[Problem requirements] Set down all of the entries exactly, leaving nothing out.
Task inputs START
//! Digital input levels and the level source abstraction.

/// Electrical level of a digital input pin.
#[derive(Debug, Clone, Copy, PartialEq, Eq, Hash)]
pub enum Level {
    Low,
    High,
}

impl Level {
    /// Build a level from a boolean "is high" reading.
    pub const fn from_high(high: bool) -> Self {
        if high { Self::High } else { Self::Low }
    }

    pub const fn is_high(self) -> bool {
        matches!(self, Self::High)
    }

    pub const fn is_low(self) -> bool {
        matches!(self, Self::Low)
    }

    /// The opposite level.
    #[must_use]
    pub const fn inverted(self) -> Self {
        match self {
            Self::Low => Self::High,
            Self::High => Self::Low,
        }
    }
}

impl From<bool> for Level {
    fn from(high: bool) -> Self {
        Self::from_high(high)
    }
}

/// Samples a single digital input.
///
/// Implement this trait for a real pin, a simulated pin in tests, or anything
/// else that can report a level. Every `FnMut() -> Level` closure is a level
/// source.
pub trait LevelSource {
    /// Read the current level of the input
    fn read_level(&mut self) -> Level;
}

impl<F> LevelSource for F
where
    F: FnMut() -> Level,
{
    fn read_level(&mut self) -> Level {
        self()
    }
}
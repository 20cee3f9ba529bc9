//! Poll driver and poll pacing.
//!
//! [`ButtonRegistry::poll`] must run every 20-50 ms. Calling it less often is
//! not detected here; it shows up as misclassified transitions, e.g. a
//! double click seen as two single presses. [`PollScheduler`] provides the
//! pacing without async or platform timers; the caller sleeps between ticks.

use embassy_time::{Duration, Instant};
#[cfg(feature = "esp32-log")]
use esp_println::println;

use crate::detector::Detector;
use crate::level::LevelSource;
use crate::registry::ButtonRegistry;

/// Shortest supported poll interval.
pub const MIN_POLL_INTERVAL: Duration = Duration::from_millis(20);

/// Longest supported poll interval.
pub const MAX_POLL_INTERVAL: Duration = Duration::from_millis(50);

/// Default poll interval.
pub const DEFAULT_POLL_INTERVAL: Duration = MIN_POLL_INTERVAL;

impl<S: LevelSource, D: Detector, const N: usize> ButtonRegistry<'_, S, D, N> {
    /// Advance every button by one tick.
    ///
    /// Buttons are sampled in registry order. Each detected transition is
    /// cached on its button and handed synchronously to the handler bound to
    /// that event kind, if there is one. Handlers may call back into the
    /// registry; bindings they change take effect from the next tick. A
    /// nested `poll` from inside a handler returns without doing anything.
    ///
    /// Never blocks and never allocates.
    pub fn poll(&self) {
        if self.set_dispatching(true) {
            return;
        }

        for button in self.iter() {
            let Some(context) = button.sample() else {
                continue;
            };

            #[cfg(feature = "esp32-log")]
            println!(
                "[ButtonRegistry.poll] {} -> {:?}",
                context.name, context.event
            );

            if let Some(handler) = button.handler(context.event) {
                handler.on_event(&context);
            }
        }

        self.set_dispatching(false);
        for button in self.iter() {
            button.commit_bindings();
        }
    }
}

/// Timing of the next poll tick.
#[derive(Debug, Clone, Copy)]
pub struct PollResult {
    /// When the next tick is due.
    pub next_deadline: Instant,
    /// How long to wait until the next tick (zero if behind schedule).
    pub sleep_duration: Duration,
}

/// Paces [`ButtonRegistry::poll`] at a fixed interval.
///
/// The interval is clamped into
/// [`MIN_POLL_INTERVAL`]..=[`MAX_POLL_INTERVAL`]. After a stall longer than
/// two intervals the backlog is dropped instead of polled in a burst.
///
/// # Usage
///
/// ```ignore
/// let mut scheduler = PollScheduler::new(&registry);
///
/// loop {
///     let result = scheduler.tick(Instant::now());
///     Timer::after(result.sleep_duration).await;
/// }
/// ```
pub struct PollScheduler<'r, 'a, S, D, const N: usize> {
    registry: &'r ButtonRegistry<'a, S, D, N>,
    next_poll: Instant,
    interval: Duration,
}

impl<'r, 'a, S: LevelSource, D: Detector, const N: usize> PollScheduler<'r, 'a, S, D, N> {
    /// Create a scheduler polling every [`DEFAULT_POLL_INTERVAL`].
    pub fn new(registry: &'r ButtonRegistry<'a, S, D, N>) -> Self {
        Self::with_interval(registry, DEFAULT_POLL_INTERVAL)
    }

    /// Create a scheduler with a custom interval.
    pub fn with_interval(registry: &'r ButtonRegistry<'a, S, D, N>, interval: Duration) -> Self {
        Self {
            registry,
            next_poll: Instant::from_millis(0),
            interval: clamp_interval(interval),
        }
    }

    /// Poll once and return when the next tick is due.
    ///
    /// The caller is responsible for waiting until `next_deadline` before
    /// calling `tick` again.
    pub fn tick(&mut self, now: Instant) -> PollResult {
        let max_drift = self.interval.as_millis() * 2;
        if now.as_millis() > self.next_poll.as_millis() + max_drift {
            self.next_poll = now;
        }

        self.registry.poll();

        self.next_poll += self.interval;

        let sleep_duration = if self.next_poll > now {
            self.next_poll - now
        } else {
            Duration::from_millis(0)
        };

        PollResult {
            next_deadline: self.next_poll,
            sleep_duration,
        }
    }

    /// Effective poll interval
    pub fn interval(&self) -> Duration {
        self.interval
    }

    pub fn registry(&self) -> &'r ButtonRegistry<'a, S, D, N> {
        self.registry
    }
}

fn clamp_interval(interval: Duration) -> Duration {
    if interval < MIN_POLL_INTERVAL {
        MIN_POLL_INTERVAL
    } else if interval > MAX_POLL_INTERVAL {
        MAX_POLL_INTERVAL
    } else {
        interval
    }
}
Task inputs END
[Solved exercise]
//! Digital input levels and the level source abstraction.

/// Electrical level of a digital input pin.
#[derive(Debug, Clone, Copy, PartialEq, Eq, Hash)]
pub enum Level {
    Low,
    High,
}

impl Level {
    /// Build a level from a boolean "is high" reading.
    pub const fn from_high(high: bool) -> Self {
        if high { Self::High } else { Self::Low }
    }

    pub const fn is_high(self) -> bool {
        matches!(self, Self::High)
    }

    pub const fn is_low(self) -> bool {
        matches!(self, Self::Low)
    }

    /// The opposite level.
    #[must_use]
    pub const fn inverted(self) -> Self {
        match self {
            Self::Low => Self::High,
            Self::High => Self::Low,
        }
    }
}

impl From<bool> for Level {
    fn from(high: bool) -> Self {
        Self::from_high(high)
    }
}

/// Samples a single digital input.
///
/// Implement this trait for a real pin, a simulated pin in tests, or anything
/// else that can report a level. Every `FnMut() -> Level` closure is a level
/// source.
pub trait LevelSource {
    /// Read the current level of the input
    fn read_level(&mut self) -> Level;
}

impl<F> LevelSource for F
where
    F: FnMut() -> Level,
{
    fn read_level(&mut self) -> Level {
        self()
    }
}
repository 20cee3f9ba529bc9
//! Poll driver and poll pacing.
//!
//! [`ButtonRegistry::poll`] must run every 20-50 ms. Calling it less often is
//! not detected here; it shows up as misclassified transitions, e.g. a
//! double click seen as two single presses. [`PollScheduler`] provides the
//! pacing without async or platform timers; the caller sleeps between ticks.

use embassy_time::{Duration, Instant};
#[cfg(feature = "esp32-log")]
use esp_println::println;

use crate::detector::Detector;
use crate::level::LevelSource;
use crate::registry::ButtonRegistry;

/// Shortest supported poll interval.
pub const MIN_POLL_INTERVAL: Duration = Duration::from_millis(20);

/// Longest supported poll interval.
pub const MAX_POLL_INTERVAL: Duration = Duration::from_millis(50);

/// Default poll interval.
pub const DEFAULT_POLL_INTERVAL: Duration = MIN_POLL_INTERVAL;

impl<S: LevelSource, D: Detector, const N: usize> ButtonRegistry<'_, S, D, N> {
    /// Advance every button by one tick.
    ///
    /// Buttons are sampled in registry order. Each detected transition is
    /// cached on its button and handed synchronously to the handler bound to
    /// that event kind, if there is one. Handlers may call back into the
    /// registry; bindings they change take effect from the next tick. A
    /// nested `poll` from inside a handler returns without doing anything.
    ///
    /// Never blocks and never allocates.
    pub fn poll(&self) {
        if self.set_dispatching(true) {
            return;
        }

        for button in self.iter() {
            let Some(context) = button.sample() else {
                continue;
            };

            #[cfg(feature = "esp32-log")]
            println!(
                "[ButtonRegistry.poll] {} -> {:?}",
                context.name, context.event
            );

            if let Some(handler) = button.handler(context.event) {
                handler.on_event(&context);
            }
        }

        self.set_dispatching(false);
        for button in self.iter() {
            button.commit_bindings();
        }
    }
}

/// Timing of the next poll tick.
#[derive(Debug, Clone, Copy)]
pub struct PollResult {
    /// When the next tick is due.
    pub next_deadline: Instant,
    /// How long to wait until the next tick (zero if behind schedule).
    pub sleep_duration: Duration,
}

/// Paces [`ButtonRegistry::poll`] at a fixed interval.
///
/// The interval is clamped into
/// [`MIN_POLL_INTERVAL`]..=[`MAX_POLL_INTERVAL`]. After a stall longer than
/// two intervals the backlog is dropped instead of polled in a burst.
///
/// # Usage
///
/// ```ignore
/// let mut scheduler = PollScheduler::new(&registry);
///
/// loop {
///     let result = scheduler.tick(Instant::now());
///     Timer::after(result.sleep_duration).await;
/// }
/// ```
pub struct PollScheduler<'r, 'a, S, D, const N: usize> {
    registry: &'r ButtonRegistry<'a, S, D, N>,
    next_poll: Instant,
    interval: Duration,
}

impl<'r, 'a, S: LevelSource, D: Detector, const N: usize> PollScheduler<'r, 'a, S, D, N> {
    /// Create a scheduler polling every [`DEFAULT_POLL_INTERVAL`].
    pub fn new(registry: &'r ButtonRegistry<'a, S, D, N>) -> Self {
        Self::with_interval(registry, DEFAULT_POLL_INTERVAL)
    }

    /// Create a scheduler with a custom interval.
    pub fn with_interval(registry: &'r ButtonRegistry<'a, S, D, N>, interval: Duration) -> Self {
        Self {
            registry,
            next_poll: Instant::from_millis(0),
            interval: clamp_interval(interval),
        }
    }

    /// Poll once and return when the next tick is due.
    ///
    /// The caller is responsible for waiting until `next_deadline` before
    /// calling `tick` again.
    pub fn tick(&mut self, now: Instant) -> PollResult {
        let max_drift = self.interval.as_millis() * 2;
        if now.as_millis() > self.next_poll.as_millis() + max_drift {
            self.next_poll = now;
        }

        self.registry.poll();

        self.next_poll += self.interval;

        let sleep_duration = if self.next_poll > now {
            self.next_poll - now
        } else {
            Duration::from_millis(0)
        };

        PollResult {
            next_deadline: self.next_poll,
            sleep_duration,
        }
    }

    /// Effective poll interval
    pub fn interval(&self) -> Duration {
        self.interval
    }

    pub fn registry(&self) -> &'r ButtonRegistry<'a, S, D, N> {
        self.registry
    }
}

fn clamp_interval(interval: Duration) -> Duration {
    if interval < MIN_POLL_INTERVAL {
        MIN_POLL_INTERVAL
    } else if interval > MAX_POLL_INTERVAL {
        MAX_POLL_INTERVAL
    } else {
        interval
    }
}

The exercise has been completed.